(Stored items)
++++++++++++++++++++

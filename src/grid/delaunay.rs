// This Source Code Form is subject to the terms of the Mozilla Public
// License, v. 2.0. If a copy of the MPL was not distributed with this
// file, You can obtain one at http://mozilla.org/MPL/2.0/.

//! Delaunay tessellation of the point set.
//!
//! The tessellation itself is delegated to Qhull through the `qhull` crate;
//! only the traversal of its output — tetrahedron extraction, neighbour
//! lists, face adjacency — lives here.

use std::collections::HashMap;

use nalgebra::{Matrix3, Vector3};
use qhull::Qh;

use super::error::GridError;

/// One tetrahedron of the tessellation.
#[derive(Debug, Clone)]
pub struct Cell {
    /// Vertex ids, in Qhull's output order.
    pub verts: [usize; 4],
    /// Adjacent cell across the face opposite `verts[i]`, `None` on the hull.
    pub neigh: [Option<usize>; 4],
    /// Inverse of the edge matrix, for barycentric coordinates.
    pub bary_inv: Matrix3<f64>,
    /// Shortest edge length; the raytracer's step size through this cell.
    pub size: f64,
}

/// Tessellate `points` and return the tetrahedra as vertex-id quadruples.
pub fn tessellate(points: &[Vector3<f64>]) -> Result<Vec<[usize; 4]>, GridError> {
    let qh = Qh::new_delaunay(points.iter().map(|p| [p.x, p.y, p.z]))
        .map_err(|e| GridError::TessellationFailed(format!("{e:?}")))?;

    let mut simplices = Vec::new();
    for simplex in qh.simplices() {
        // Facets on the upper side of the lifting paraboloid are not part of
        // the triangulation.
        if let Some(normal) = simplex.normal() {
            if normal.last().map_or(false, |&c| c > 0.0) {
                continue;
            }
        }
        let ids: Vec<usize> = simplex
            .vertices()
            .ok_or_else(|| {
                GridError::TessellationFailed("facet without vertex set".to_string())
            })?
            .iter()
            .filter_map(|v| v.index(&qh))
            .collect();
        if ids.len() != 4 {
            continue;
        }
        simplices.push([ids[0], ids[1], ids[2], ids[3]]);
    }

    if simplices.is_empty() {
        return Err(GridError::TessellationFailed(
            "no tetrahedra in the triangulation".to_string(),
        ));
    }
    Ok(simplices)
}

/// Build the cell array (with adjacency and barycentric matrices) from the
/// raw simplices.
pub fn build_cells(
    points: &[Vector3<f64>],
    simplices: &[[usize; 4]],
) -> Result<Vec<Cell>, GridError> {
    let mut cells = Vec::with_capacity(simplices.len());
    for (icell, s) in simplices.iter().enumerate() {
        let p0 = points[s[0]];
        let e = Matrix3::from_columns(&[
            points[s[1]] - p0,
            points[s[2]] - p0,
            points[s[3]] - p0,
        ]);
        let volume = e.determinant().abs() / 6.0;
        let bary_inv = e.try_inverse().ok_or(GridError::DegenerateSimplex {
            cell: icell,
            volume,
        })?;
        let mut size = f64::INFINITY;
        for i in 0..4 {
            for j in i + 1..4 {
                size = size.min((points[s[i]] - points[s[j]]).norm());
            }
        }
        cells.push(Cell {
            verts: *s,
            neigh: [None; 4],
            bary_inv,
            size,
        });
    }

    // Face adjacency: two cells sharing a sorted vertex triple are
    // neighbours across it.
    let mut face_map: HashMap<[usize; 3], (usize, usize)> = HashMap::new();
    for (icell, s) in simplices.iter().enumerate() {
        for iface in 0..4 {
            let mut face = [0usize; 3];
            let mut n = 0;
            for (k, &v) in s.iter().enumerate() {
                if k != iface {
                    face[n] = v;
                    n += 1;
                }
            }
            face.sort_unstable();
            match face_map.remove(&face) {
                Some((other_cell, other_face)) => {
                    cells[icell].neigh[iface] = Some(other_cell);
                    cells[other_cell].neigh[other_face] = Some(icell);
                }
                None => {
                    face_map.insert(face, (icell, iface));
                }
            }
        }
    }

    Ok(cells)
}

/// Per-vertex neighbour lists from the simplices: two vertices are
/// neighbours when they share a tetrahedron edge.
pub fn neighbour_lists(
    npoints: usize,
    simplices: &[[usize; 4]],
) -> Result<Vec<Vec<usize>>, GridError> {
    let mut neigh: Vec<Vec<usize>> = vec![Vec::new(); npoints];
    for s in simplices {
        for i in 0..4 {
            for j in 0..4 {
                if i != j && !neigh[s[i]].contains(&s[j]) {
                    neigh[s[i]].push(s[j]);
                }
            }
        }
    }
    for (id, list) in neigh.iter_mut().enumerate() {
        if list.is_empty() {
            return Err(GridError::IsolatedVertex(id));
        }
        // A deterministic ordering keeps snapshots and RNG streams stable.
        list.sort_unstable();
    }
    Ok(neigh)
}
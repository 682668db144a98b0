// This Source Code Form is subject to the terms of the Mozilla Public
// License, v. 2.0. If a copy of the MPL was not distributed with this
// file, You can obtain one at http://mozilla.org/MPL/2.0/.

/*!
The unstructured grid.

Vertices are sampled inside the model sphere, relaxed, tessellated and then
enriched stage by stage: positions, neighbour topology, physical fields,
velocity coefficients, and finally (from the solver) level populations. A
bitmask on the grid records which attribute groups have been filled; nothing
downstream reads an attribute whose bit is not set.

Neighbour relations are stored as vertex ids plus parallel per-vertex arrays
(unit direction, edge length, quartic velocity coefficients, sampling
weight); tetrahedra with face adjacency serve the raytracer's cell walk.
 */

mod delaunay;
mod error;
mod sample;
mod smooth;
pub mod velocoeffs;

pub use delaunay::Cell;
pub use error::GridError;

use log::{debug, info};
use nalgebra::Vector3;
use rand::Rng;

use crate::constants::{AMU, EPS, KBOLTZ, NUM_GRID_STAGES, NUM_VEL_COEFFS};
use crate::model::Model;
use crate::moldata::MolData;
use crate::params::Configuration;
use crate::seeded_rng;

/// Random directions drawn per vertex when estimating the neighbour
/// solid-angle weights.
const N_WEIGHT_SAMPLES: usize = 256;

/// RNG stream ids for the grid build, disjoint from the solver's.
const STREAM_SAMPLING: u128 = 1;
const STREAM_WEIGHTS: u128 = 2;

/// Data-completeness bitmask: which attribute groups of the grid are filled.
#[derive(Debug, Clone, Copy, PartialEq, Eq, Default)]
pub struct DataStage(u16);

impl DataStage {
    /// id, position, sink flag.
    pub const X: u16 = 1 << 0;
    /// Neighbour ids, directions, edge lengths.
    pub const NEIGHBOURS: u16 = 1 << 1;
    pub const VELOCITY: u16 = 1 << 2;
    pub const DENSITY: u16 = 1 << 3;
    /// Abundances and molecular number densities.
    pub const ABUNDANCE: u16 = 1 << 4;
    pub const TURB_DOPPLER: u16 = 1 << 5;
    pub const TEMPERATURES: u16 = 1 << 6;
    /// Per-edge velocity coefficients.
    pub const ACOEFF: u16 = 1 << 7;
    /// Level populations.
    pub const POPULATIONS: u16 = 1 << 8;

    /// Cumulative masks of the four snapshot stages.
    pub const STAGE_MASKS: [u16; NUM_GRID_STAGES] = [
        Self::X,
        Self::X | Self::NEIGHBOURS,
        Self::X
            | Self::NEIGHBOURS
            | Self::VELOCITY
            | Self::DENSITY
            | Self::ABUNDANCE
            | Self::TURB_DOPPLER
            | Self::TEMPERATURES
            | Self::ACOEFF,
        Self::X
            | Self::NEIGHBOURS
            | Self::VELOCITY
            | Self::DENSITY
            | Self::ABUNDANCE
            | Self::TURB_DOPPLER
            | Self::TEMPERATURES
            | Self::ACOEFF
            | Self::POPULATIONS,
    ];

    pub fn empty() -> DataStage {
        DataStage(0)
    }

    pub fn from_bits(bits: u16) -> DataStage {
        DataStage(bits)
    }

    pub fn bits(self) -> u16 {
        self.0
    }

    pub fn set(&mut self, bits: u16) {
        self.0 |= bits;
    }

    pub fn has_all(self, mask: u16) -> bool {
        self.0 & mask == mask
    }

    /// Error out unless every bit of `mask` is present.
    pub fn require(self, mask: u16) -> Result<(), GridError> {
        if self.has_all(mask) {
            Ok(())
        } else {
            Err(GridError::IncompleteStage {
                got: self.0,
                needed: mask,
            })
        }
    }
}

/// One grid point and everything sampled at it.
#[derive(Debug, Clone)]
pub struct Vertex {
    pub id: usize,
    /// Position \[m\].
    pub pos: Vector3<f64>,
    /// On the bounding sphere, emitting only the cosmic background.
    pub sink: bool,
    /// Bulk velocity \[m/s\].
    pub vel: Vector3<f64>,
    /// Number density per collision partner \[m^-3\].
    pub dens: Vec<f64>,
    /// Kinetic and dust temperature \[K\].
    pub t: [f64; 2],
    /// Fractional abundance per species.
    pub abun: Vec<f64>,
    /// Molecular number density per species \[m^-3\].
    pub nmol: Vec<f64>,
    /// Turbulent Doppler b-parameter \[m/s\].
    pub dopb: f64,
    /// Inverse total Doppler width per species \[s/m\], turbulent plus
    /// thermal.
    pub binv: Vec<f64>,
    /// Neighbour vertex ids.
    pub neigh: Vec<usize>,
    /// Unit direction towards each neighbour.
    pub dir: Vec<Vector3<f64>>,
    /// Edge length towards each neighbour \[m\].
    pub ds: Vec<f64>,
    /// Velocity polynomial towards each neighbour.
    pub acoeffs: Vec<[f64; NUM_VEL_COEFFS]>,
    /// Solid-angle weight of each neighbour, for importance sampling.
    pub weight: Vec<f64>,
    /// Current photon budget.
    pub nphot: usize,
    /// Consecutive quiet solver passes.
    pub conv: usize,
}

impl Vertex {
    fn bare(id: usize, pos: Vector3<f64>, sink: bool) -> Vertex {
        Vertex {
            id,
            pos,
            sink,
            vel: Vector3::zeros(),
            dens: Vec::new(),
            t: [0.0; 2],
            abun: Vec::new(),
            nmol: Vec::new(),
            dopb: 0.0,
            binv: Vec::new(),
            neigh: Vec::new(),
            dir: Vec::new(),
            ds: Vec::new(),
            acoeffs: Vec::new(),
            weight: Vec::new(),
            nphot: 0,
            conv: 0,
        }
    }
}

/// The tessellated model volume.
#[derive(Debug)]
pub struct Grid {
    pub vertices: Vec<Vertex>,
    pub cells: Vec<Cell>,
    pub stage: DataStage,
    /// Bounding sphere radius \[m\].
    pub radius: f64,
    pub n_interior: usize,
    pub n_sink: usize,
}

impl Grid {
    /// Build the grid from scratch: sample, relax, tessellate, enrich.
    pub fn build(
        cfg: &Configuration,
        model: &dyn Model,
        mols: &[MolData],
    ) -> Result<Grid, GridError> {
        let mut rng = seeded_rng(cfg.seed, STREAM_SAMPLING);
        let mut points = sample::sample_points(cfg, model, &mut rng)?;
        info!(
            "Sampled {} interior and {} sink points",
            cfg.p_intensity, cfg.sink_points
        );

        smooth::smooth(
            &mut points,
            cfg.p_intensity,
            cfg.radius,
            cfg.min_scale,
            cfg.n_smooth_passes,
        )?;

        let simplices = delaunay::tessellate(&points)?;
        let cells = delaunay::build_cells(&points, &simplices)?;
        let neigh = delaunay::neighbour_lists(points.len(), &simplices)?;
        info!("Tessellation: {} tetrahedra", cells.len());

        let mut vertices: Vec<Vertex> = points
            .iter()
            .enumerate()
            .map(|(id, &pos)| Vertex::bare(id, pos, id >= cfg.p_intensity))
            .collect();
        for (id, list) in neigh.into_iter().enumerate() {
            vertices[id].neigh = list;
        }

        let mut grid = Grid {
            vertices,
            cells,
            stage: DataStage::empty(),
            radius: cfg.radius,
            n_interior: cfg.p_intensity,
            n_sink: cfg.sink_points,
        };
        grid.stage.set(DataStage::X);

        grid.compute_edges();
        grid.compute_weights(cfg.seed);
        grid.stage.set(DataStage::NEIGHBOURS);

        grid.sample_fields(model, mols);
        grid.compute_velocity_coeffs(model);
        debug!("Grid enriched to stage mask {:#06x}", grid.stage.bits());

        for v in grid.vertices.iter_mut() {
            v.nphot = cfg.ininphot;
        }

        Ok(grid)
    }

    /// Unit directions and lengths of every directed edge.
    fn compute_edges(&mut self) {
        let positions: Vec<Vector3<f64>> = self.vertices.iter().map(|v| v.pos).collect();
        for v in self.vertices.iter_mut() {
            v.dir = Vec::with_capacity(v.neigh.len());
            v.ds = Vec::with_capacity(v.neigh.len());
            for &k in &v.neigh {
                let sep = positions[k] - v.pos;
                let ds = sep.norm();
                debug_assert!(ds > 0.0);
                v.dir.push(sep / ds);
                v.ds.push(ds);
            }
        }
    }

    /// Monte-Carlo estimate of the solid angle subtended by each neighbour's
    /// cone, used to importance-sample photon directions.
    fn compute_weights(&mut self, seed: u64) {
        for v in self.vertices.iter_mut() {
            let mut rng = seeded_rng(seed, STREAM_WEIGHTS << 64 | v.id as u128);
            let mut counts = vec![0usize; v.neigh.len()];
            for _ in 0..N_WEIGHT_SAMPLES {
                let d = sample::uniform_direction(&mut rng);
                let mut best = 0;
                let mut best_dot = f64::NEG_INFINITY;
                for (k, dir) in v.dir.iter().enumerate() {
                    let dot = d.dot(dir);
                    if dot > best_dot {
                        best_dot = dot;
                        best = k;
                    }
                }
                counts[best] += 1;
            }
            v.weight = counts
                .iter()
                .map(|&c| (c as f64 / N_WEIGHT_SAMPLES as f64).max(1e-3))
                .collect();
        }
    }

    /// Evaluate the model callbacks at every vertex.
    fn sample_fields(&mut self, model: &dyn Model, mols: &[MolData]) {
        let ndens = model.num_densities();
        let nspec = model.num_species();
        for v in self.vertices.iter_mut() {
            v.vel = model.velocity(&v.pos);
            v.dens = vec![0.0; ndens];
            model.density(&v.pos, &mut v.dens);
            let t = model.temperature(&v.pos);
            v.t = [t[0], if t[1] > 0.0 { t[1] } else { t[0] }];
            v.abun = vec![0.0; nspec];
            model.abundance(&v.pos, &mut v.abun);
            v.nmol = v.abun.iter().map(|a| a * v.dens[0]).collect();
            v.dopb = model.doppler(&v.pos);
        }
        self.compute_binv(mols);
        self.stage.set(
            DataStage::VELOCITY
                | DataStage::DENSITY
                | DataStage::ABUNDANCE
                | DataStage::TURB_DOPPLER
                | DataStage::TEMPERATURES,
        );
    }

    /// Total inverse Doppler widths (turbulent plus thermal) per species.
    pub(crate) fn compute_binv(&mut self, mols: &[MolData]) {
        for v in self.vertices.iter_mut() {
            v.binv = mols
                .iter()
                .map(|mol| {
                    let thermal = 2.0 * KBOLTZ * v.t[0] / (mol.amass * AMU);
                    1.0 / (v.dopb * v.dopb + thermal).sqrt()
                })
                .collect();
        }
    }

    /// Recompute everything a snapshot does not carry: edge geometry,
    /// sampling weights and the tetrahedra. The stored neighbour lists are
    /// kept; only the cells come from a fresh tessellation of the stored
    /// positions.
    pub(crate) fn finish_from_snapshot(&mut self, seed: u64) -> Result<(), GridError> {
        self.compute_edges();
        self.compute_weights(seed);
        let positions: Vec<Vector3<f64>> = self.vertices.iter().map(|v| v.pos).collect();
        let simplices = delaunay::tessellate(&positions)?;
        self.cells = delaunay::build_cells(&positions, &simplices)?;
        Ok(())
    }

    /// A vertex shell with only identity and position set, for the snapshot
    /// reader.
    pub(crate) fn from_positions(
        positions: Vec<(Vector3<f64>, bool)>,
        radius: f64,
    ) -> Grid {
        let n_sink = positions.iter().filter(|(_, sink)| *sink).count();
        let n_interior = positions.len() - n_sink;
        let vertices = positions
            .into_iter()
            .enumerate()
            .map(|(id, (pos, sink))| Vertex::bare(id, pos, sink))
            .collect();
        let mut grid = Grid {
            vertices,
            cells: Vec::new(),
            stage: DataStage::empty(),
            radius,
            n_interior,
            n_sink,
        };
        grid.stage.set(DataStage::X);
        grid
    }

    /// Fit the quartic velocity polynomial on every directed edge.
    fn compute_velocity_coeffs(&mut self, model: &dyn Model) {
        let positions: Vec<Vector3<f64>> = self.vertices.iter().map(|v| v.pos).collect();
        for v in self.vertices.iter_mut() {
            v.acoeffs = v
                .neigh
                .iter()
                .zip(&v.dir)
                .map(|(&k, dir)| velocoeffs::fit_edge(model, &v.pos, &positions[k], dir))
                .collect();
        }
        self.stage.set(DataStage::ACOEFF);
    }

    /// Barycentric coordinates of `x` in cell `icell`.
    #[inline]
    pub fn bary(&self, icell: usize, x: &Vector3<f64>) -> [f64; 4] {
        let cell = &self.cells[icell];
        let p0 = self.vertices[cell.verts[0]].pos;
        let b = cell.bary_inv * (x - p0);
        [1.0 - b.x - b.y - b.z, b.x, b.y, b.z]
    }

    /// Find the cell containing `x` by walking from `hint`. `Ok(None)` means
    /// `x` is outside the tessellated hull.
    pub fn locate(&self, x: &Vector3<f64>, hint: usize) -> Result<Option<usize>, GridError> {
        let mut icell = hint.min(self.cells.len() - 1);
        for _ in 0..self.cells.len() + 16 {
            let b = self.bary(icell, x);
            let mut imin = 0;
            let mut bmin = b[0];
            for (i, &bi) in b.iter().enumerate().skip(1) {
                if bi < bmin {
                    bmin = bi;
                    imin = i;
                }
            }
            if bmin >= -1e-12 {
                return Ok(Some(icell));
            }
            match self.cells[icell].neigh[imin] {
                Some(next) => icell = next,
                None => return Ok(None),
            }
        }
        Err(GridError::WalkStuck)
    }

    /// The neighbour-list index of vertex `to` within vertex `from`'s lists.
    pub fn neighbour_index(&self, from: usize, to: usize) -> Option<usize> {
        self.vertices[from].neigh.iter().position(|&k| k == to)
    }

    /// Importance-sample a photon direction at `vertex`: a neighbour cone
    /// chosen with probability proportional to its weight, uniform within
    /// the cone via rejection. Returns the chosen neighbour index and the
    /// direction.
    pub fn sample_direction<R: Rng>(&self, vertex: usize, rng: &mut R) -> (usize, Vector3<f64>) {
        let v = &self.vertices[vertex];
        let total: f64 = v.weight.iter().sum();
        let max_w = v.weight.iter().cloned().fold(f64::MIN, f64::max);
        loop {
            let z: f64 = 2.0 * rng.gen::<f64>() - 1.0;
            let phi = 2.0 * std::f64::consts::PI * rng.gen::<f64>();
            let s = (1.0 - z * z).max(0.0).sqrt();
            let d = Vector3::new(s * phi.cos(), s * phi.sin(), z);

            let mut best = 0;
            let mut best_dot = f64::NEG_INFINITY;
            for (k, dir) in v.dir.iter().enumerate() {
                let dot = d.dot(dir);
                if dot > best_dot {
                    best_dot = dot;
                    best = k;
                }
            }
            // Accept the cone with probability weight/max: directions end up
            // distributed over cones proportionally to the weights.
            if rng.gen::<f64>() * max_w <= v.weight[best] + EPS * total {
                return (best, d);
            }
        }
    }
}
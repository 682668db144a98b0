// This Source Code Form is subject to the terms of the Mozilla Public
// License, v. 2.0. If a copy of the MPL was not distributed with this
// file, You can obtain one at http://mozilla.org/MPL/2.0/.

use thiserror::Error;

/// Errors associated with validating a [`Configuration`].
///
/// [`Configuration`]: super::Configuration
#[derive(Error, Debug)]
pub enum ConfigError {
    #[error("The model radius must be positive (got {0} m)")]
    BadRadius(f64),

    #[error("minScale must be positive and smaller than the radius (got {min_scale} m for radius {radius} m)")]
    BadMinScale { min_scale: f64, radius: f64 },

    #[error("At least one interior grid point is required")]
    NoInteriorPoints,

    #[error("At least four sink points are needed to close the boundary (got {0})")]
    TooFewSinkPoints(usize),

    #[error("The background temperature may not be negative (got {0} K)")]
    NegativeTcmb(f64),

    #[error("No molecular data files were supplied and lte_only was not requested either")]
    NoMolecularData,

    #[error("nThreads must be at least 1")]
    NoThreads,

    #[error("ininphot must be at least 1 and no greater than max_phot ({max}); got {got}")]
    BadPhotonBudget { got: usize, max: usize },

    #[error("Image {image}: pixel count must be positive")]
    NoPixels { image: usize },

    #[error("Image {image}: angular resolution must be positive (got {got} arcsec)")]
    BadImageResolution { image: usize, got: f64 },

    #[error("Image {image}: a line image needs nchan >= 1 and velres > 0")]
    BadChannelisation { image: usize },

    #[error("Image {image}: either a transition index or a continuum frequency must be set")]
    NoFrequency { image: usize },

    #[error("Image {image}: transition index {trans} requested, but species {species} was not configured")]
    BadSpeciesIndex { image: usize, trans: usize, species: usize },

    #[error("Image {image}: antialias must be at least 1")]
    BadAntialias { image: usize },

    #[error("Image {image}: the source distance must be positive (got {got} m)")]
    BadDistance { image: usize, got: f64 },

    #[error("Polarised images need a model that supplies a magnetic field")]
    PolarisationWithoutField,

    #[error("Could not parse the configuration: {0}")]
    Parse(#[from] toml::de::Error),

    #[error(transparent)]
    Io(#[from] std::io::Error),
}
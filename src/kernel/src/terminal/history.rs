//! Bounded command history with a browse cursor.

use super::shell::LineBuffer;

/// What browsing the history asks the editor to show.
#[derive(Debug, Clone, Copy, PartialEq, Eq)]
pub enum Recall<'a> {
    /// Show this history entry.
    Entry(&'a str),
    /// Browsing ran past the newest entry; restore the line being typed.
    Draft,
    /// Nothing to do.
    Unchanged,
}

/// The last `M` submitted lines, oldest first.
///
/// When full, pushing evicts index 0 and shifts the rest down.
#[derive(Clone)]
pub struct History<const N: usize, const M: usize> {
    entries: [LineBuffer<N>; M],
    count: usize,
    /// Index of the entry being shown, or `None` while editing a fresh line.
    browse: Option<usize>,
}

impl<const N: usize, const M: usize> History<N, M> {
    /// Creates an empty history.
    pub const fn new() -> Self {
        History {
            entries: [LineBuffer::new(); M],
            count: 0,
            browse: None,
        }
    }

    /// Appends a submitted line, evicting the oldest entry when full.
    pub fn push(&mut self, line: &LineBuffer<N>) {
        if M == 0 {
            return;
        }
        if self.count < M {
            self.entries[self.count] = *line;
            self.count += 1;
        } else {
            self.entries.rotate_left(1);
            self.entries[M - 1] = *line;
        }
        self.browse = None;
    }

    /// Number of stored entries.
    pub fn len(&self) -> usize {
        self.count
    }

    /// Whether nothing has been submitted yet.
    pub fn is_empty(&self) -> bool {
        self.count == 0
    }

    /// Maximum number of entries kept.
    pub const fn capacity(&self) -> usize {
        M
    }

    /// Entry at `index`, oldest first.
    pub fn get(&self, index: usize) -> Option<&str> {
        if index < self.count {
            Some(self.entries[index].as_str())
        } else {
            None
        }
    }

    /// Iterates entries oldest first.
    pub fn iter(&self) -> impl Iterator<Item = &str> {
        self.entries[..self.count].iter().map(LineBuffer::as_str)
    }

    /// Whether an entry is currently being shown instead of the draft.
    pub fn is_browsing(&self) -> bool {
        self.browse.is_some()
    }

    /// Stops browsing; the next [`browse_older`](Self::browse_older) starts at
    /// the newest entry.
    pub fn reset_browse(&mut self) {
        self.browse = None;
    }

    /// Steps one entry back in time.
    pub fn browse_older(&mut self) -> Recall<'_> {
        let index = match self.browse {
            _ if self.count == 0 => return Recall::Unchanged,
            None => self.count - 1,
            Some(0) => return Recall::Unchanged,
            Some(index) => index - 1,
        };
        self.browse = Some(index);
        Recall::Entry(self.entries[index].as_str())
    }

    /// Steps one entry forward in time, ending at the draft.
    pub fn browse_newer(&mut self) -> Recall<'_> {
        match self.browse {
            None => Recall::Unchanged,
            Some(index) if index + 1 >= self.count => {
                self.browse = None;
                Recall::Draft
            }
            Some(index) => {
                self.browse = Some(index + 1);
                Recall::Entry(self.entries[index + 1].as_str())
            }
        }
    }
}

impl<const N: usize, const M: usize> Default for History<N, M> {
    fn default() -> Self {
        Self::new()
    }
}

++++++++++++++++++++

- **Problem**
Go through the records above and copy every line with the word "HashMap".

- **Finished exercise**
use std::collections::HashMap;
    let mut face_map: HashMap<[usize; 3], (usize, usize)> = HashMap::new();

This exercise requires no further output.